Data items:
• • • • •

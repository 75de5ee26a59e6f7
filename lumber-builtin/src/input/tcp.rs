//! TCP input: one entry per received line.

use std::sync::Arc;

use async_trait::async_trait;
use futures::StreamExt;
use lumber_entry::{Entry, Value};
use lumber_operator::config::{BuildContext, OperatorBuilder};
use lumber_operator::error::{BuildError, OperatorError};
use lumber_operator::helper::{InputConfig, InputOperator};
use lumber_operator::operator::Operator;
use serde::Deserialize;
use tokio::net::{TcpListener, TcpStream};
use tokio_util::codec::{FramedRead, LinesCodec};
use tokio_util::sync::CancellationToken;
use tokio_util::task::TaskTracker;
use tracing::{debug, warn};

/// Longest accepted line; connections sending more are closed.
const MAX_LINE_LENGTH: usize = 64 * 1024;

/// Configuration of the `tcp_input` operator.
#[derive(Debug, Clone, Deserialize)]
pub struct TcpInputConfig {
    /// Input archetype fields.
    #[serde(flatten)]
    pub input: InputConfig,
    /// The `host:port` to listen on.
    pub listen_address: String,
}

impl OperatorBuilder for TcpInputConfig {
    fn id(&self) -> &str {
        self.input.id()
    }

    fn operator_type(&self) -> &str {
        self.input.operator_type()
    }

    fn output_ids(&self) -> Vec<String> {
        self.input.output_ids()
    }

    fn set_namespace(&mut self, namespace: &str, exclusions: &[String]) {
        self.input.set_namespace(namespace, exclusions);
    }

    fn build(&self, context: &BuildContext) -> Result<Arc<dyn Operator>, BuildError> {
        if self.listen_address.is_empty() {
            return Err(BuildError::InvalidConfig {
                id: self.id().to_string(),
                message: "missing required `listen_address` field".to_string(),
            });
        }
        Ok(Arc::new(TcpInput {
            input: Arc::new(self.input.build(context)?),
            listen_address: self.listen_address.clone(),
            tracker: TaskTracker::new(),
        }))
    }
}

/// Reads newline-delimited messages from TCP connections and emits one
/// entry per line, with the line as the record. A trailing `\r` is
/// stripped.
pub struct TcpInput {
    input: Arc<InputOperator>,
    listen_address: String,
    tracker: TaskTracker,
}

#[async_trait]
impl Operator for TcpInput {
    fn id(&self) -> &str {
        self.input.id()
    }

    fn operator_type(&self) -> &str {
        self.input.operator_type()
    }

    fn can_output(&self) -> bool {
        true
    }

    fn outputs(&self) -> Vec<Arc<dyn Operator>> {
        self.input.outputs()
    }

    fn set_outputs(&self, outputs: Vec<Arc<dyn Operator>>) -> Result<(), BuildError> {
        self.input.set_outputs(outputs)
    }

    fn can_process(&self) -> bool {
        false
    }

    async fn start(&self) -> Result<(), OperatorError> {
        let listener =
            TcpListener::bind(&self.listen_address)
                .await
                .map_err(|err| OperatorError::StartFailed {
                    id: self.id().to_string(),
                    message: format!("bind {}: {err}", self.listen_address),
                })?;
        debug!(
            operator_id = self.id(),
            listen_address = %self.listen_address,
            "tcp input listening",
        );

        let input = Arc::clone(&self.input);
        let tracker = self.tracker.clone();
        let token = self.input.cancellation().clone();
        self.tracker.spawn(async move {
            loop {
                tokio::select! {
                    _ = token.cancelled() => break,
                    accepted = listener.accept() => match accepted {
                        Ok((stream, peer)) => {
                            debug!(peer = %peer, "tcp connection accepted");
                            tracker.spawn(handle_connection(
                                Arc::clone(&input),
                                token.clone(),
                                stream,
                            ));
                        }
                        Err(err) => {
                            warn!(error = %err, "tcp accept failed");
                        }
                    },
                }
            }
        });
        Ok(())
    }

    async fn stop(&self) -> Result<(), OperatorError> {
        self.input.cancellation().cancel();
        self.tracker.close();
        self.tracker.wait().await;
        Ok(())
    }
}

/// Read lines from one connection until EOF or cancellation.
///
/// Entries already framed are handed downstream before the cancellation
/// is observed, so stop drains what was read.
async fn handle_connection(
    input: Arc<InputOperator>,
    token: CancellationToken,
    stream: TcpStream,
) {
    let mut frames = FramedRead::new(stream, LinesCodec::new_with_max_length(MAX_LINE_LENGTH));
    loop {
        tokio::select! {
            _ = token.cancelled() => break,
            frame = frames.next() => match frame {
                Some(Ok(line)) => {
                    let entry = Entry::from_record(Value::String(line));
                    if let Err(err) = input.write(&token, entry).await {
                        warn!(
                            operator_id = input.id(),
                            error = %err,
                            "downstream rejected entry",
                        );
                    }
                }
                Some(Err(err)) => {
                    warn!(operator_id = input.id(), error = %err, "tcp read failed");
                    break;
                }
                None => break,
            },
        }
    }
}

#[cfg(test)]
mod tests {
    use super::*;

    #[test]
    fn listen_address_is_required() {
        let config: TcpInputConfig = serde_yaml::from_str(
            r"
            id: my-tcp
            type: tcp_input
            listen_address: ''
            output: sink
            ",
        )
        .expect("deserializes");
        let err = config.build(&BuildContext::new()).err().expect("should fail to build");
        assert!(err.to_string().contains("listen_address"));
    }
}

• • • • •

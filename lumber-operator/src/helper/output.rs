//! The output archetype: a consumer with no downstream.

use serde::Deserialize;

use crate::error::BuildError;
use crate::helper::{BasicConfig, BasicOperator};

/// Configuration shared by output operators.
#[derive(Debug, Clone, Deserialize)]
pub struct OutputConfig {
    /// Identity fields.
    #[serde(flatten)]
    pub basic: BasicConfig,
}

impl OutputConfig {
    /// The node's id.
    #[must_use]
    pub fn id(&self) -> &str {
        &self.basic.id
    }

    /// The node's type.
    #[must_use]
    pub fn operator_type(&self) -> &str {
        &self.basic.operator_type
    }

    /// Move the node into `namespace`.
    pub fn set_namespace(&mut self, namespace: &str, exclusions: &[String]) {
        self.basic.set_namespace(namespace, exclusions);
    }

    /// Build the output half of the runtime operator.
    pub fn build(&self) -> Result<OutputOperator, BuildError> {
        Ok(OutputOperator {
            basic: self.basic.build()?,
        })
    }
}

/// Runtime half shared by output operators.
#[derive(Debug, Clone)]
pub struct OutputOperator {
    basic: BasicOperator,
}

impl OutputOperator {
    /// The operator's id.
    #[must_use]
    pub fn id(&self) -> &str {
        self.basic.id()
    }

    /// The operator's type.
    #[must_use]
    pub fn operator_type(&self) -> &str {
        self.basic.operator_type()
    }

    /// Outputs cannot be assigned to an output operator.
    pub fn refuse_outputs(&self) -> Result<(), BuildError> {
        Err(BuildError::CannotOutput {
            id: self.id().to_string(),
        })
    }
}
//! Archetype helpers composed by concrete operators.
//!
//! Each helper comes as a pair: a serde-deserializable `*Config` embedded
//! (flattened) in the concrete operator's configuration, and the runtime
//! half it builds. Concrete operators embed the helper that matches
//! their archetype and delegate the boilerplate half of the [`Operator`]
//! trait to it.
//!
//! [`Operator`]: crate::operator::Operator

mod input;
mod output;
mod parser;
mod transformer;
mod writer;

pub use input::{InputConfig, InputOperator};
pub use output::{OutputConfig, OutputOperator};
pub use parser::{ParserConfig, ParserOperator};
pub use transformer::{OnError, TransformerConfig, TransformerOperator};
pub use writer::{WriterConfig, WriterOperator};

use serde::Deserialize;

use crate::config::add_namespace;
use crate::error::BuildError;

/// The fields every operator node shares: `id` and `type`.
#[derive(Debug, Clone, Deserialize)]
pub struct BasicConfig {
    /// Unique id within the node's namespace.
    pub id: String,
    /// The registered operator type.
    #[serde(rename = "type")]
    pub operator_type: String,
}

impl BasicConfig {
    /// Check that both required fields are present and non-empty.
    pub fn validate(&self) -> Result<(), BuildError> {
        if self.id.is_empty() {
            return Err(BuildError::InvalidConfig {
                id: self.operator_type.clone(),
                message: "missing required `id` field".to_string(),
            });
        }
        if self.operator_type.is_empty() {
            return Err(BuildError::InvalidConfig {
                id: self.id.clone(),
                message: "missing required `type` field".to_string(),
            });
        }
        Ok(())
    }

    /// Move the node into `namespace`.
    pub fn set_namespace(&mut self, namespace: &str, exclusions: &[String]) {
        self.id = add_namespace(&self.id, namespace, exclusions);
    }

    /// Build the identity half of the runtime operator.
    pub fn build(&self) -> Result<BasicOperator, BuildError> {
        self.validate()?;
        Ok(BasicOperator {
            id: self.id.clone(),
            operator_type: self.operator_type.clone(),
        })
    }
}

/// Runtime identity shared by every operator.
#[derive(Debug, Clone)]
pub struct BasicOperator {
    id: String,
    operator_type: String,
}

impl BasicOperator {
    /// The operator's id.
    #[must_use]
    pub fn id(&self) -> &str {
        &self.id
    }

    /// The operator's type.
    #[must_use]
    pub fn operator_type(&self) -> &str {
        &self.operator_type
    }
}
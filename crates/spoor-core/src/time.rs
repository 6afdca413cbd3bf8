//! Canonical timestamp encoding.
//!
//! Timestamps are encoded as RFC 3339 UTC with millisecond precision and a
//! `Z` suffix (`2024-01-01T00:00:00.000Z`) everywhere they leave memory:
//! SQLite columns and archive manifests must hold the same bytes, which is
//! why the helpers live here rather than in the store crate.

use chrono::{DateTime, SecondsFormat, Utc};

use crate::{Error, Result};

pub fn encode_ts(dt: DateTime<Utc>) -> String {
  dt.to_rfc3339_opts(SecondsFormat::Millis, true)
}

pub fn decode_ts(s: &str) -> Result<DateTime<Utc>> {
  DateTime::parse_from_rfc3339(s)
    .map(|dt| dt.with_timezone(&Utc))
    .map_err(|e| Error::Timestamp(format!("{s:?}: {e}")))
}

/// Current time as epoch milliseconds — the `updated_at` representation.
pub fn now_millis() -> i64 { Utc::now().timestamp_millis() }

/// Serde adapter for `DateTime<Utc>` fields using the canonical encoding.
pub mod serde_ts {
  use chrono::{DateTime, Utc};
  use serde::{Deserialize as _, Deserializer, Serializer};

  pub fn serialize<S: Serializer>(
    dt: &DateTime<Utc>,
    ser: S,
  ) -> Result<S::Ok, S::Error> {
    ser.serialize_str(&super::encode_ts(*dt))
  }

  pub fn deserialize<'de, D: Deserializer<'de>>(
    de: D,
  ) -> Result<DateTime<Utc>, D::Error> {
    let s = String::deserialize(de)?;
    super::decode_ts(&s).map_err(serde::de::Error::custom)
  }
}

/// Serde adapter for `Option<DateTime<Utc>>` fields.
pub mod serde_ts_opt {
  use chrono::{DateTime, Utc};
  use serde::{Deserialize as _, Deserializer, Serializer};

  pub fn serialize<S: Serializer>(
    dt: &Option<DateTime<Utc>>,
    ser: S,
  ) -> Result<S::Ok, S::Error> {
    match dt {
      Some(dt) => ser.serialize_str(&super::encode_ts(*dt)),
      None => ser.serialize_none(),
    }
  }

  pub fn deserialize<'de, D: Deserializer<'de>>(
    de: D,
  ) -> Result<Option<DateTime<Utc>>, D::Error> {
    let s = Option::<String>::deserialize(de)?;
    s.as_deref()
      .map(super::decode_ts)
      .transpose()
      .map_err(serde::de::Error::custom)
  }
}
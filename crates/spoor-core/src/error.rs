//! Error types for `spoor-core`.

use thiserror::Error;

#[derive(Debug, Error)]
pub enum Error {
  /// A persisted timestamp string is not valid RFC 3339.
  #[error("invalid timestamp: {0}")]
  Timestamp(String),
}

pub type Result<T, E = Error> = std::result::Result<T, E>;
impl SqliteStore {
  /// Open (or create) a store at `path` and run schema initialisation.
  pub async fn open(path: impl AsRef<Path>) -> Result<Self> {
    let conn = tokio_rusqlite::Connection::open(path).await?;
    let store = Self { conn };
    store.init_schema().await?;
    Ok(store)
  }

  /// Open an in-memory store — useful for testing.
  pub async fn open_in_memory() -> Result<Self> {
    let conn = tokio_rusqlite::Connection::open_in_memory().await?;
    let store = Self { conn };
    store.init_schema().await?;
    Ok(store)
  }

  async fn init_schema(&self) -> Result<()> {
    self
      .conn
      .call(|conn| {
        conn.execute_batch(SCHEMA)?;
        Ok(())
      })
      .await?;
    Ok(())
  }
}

• • • • •

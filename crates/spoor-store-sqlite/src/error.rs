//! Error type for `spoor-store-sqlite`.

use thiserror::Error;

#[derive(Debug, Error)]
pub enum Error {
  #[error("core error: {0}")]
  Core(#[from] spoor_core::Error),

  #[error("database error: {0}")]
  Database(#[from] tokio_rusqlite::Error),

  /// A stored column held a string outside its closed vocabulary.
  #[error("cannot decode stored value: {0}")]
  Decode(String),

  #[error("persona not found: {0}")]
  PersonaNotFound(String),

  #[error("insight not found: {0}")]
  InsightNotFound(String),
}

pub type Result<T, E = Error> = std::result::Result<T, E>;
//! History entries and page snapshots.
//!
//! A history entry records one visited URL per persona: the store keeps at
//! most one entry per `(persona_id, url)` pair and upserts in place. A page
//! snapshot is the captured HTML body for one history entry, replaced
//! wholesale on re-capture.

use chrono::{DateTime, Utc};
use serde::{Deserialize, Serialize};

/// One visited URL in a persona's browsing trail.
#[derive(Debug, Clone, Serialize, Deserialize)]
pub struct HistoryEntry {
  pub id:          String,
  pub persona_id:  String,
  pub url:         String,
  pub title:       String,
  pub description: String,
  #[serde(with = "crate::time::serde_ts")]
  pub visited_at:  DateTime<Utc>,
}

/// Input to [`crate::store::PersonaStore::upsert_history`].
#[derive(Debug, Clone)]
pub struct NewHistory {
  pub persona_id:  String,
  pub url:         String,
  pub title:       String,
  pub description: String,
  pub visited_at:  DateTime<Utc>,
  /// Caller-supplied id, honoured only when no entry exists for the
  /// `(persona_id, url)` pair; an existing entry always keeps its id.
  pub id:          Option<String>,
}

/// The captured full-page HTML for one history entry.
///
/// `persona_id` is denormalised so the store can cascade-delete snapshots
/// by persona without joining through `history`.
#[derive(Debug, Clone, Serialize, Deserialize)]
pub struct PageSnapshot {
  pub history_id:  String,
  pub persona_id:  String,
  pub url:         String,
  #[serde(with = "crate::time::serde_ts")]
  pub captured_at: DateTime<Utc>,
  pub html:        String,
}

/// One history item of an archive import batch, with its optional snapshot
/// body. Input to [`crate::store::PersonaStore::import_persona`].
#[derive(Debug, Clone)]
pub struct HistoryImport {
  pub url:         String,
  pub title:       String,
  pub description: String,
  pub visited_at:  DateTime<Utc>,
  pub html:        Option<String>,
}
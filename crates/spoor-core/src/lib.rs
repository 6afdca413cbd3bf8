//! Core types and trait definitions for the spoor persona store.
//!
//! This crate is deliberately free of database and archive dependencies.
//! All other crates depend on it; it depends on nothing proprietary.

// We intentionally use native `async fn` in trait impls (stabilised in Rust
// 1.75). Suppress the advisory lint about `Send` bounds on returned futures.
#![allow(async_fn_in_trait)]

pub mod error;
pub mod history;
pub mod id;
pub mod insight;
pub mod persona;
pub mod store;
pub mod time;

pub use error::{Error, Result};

• • • • •

**WORK TO BE COMPLETED:**
Check every line above for the string "exclusions" and copy those that have it.

**OUTPUT FOR THIS EXERCISE:**
    fn set_namespace(&mut self, namespace: &str, exclusions: &[String]) {
        self.input.set_namespace(namespace, exclusions);
    pub fn set_namespace(&mut self, namespace: &str, exclusions: &[String]) {
        self.basic.set_namespace(namespace, exclusions);
    pub fn set_namespace(&mut self, namespace: &str, exclusions: &[String]) {
        self.id = add_namespace(&self.id, namespace, exclusions);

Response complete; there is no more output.